11 Bloom Filters

bloom filters in web caching

while implementing web caching one of our key goal is optimizing the performance and one effective tool for this purpose is bloom filters


what are bloom filters?

a bloom filter is a space-efficient, probabilistic data structure used to test whether an element is a member of a set

when checked it can return false positives but never false negatives, it means that a bloom filter can definitely say an element is not in a set but can only say an element might be in a set or might not be


key properties

  • uses less memory compared to other data structures
  • both insertions and queries are performed in constant time

how bloom filters improve web cache performance?

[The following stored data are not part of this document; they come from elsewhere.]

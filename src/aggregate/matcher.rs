//! Source URL matching
//!
//! Splits a source URL into its domain (everything up to and including a
//! two or three character top-level label) and an optional path.

use crate::domain::RedirectEntry;
use once_cell::sync::Lazy;
use regex::Regex;

static SOURCE_URL: Lazy<Regex> = Lazy::new(|| {
    Regex::new(r"(?i)^(?:http|https)://(?P<domain>.+?\.\w{2,3})(?P<path>/(.*)?)?$")
        .expect("valid regex")
});

/// Returns `(domain, path)` as written in the URL, or `None` when the URL
/// does not have the expected shape. The path is empty when absent.
pub fn parse_source_url(url: &str) -> Option<(&str, &str)> {
    let caps = SOURCE_URL.captures(url)?;
    let domain = caps.name("domain")?.as_str();
    let path = caps.name("path").map_or("", |m| m.as_str());
    Some((domain, path))
}

/// Build a [`RedirectEntry`] from the first two CSV fields.
pub fn match_row(source: &str, destination: &str) -> Option<RedirectEntry> {
    let (domain, path) = parse_source_url(source)?;
    Some(RedirectEntry {
        domain: domain.to_string(),
        path: path.to_string(),
        destination: destination.to_string(),
    })
}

web caching means storing copies of resources to serve future requests faster, let's see how bloom filters improves web cache performance

  • they quickly checks if a resource might be in the cache before accessing the disk resulting in lesser disk reads

  • faster lookups lead to reduced response times for cache hits

  • optimizes memory and processing power usage by reducing the load on caching mechanisms


practical implementation in CDNs and browser caching

  • CDNs

    they can be used to manage the cache at edge servers

    • when the client makes a request, the edge server uses a bloom filter to check if the request resource might be in the cache

    • if the bloom filter returns a positive result, the server then checks the cache

      • if hits, the resource is served from the cache
      • if miss, the resource is fetched from the origin server and then stored in the cache
    • the bloom filter is updated to include the new resource

similarly it can be used to manage the local cache as well